Ya en la pieza provisional estudio que no haya cámaras ocultas y, cuidando de fijarme bien dónde piso, ruedo la débil puerta corrediza que me separa del grupo de personas que en la antesala, a no más de dos metros, platican sobre temas de actualidad. “La cosa está fea. No hay arroz, azúcar, leche ni caraotas”, lamenta una doña. Sí, la faena demandará un trabajo de concentración igual o mayor a cuando en la tele Tusam doblaba cucharillas con el poder de su mente. Un alma bondadosa tuvo la gentileza de colocar sobre una repisa un par de impresos con fotografías picantes, pero ni llevando traje de buzo agarraría aquello.
Para cumplir estas gestiones el tiempo varía entre los caballeros, pero la empleada escribió “diez minutos” en un ítem del formulario y hasta en las presentes circunstancias hay que quedar bien parado. “El mercado negro de dólares está galopante”, dicen afuera, y coincido en que el régimen cambiario significa un… ¡Ya va! Volvamos a lo nuestro. Eso sí, calladito, como una película con el volumen en Mute. Suena el celular. En un intento desesperado por apagarlo, oprimo el botón verde.
- ¿Aló, sobrino? ¿Está ahí? ¿Me oye? ¿Qué hace que no contesta?.
- Bendición, tía; más tarde la llamo.
La interrupción devolvió el ave a su nido. Toca remontar la cuesta. Quedan 6 minutos con 45 segundos ¡Vamos, hombre, tú puedes! “El Papa oró anoche por la liberación de rehenes de la FARC”. Y hace frío. ¿Qué habrá sido de aquella muchacha del bachillerato, la de trencitas hasta la cintura?... ¡No, calambres ahora no!
…Voilá (para decirlo en francés), aunque embocar el dichoso envasito implica una operación digna de atletas duchos en la especialidad de tiro al blanco.
Me percato ahora de una prueba inesperada, recuperar el ritmo natural de la respiración, que se vería poco elegante salir de aquí como si acabara de correr los cien metros planos.
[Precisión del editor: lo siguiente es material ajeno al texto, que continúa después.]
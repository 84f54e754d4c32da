use crate::bitset::{self, Ones, WORD_BITS};
use crate::errors::CellOutOfRange;
use std::fmt;
use std::ops::{BitAnd, BitAndAssign, BitOr, BitOrAssign, BitXor, BitXorAssign, Not};

#[cfg(feature = "serde")]
use serde::{Deserialize, Serialize};

/// Largest number of cells a grid may have.
pub const MAX_CELLS: usize = 256;

const WORDS: usize = MAX_CELLS / WORD_BITS;

/// A set of cells.
///
/// Shadings are used for houses, regions and the cells in which a single digit can still
/// be placed. Every shading knows the size of the grid it belongs to, so that
/// its complement is taken relative to that grid.
#[derive(Copy, Clone, PartialEq, Eq, PartialOrd, Ord, Hash)]
#[cfg_attr(feature = "serde", derive(Serialize, Deserialize))]
pub struct Shading {
    words: [u64; WORDS],
    cells: u16,
}

///////////////////////////////////////////////////////////////////////////////////////////////
//                                  Bitops
///////////////////////////////////////////////////////////////////////////////////////////////

macro_rules! impl_binary_bitops {
    ( $( $trait:ident, $fn_name:ident, $assign_trait:ident, $assign_fn:ident);* $(;)* ) => {
        $(
            impl $trait for Shading {
                type Output = Self;

                #[inline(always)]
                fn $fn_name(mut self, other: Self) -> Self {
                    $assign_trait::$assign_fn(&mut self, other);
                    self
                }
            }

            impl $assign_trait for Shading {
                #[inline(always)]
                fn $assign_fn(&mut self, other: Self) {
                    debug_assert_eq!(self.cells, other.cells);
                    for (word, other) in self.words.iter_mut().zip(other.words.iter()) {
                        $assign_trait::$assign_fn(word, *other);
                    }
                }
            }
        )*
    };
}

impl_binary_bitops!(
    BitAnd, bitand, BitAndAssign, bitand_assign;
    BitOr, bitor, BitOrAssign, bitor_assign;
    BitXor, bitxor, BitXorAssign, bitxor_assign;
);

impl Not for Shading {
    type Output = Self;

    fn not(self) -> Self {
        Shading::full(self.universe()).without(self)
    }
}

impl Shading {
    /// The empty shading over a grid of `cells` cells.
    ///
    /// # Panics
    /// Panics if `cells > 256`.
    pub fn empty(cells: usize) -> Shading {
        assert!(
            cells <= MAX_CELLS,
            "grids are limited to {} cells, got {}",
            MAX_CELLS,
            cells
        );
        Shading {
            words: [0; WORDS],
            cells: cells as u16,
        }
    }

    /// The shading that contains every cell of a grid with `cells` cells.
    ///
    /// # Panics
    /// Panics if `cells > 256`.
    pub fn full(cells: usize) -> Shading {
        let mut shading = Shading::empty(cells);
        for (idx, word) in shading.words.iter_mut().enumerate() {
            let start = idx * WORD_BITS;
            *word = match cells.saturating_sub(start) {
                0 => 0,
                n if n >= WORD_BITS => !0,
                n => (1 << n) - 1,
            };
        }
        shading
    }

    /// Builds a shading from a list of cell addresses.
    pub fn from_cells(
        cells: usize,
        members: impl IntoIterator<Item = usize>,
    ) -> Result<Shading, CellOutOfRange> {
        let mut shading = Shading::empty(cells);
        for cell in members {
            if cell >= cells {
                return Err(CellOutOfRange { cell, cells });
            }
            bitset::set(&mut shading.words, cell);
        }
        Ok(shading)
    }

    /// The shading that only contains `cell`.
    ///
    /// # Panics
    /// Panics if `cell` is not part of the grid.
    pub fn single(cells: usize, cell: usize) -> Shading {
        let mut shading = Shading::empty(cells);
        shading.insert(cell);
        shading
    }

    /// Number of cells in the grid this shading belongs to.
    pub fn universe(&self) -> usize {
        usize::from(self.cells)
    }

    /// Adds `cell` to the shading.
    ///
    /// # Panics
    /// Panics if `cell` is not part of the grid.
    pub fn insert(&mut self, cell: usize) {
        assert!(cell < self.universe(), "cell {} is out of range", cell);
        bitset::set(&mut self.words, cell);
    }

    /// Removes `cell` from the shading.
    pub fn remove(&mut self, cell: usize) {
        if cell < self.universe() {
            bitset::clear(&mut self.words, cell);
        }
    }

    /// Checks whether `cell` is part of the shading.
    pub fn contains(&self, cell: usize) -> bool {
        cell < self.universe() && bitset::get(&self.words, cell)
    }

    /// Returns the cells in this shading that aren't present in `other`.
    pub fn without(mut self, other: Shading) -> Shading {
        debug_assert_eq!(self.cells, other.cells);
        for (word, other) in self.words.iter_mut().zip(other.words.iter()) {
            *word &= !other;
        }
        self
    }

    /// Checks if `self` and `other` share any cell.
    pub fn overlaps(&self, other: Shading) -> bool {
        !(*self & other).is_empty()
    }

    /// Checks if every cell of `self` is also part of `other`.
    pub fn is_subset(&self, other: Shading) -> bool {
        self.without(other).is_empty()
    }

    /// Number of cells in this shading.
    pub fn len(&self) -> usize {
        bitset::count(&self.words)
    }

    /// Checks whether the shading contains no cell.
    pub fn is_empty(&self) -> bool {
        self.words.iter().all(|&word| word == 0)
    }

    /// Checks whether the shading contains the whole grid.
    pub fn is_full(&self) -> bool {
        *self == Shading::full(self.universe())
    }

    /// The lowest cell in the shading.
    pub fn first(&self) -> Option<usize> {
        self.iter().next()
    }

    /// Iterate over the cells in ascending order.
    pub fn iter(&self) -> Ones<[u64; WORDS]> {
        Ones::new(self.words)
    }
}

impl IntoIterator for Shading {
    type Item = usize;
    type IntoIter = Ones<[u64; WORDS]>;

    fn into_iter(self) -> Self::IntoIter {
        Ones::new(self.words)
    }
}

// Square grids are drawn row by row, everything else on a single line.
impl fmt::Display for Shading {
    fn fmt(&self, f: &mut fmt::Formatter) -> fmt::Result {
        let cells = self.universe();
        let width = crate::board::square_width(cells).unwrap_or(cells.max(1));
        for cell in 0..cells {
            if cell != 0 && cell % width == 0 {
                writeln!(f)?;
            }
            f.write_str(if self.contains(cell) { "x" } else { "." })?;
        }
        Ok(())
    }
}

impl fmt::Debug for Shading {
    fn fmt(&self, f: &mut fmt::Formatter) -> fmt::Result {
        write!(f, "Shading<{}>", self.cells)?;
        f.debug_set().entries(self.iter()).finish()
    }
}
Deslizo la puerta corrediza para encarar a la gente inmersa de pronto en eso que llaman silencio sepulcral, y dividida en dos grupos: 1) quienes con actitud expectante me observan fijamente a los ojos; y 2) los que se quedan mirando el frasquito.
Camino hacia la recepción con mi mejor cara de sujeto decente, llevando en una mano el cáliz con el saldo de la jornada, pero pelo un revistero y salgo disparado de boca en medio de una agitación bastante parecida a un paso de mambo, recuperando el equilibrio justo antes de que el frasco se aloje sobre el peinado de la empleada. “Adiós, mis muchachas y muchachos”, me despido en silencio, y gano la calle en dos zancadas, loco por un cigarrillo.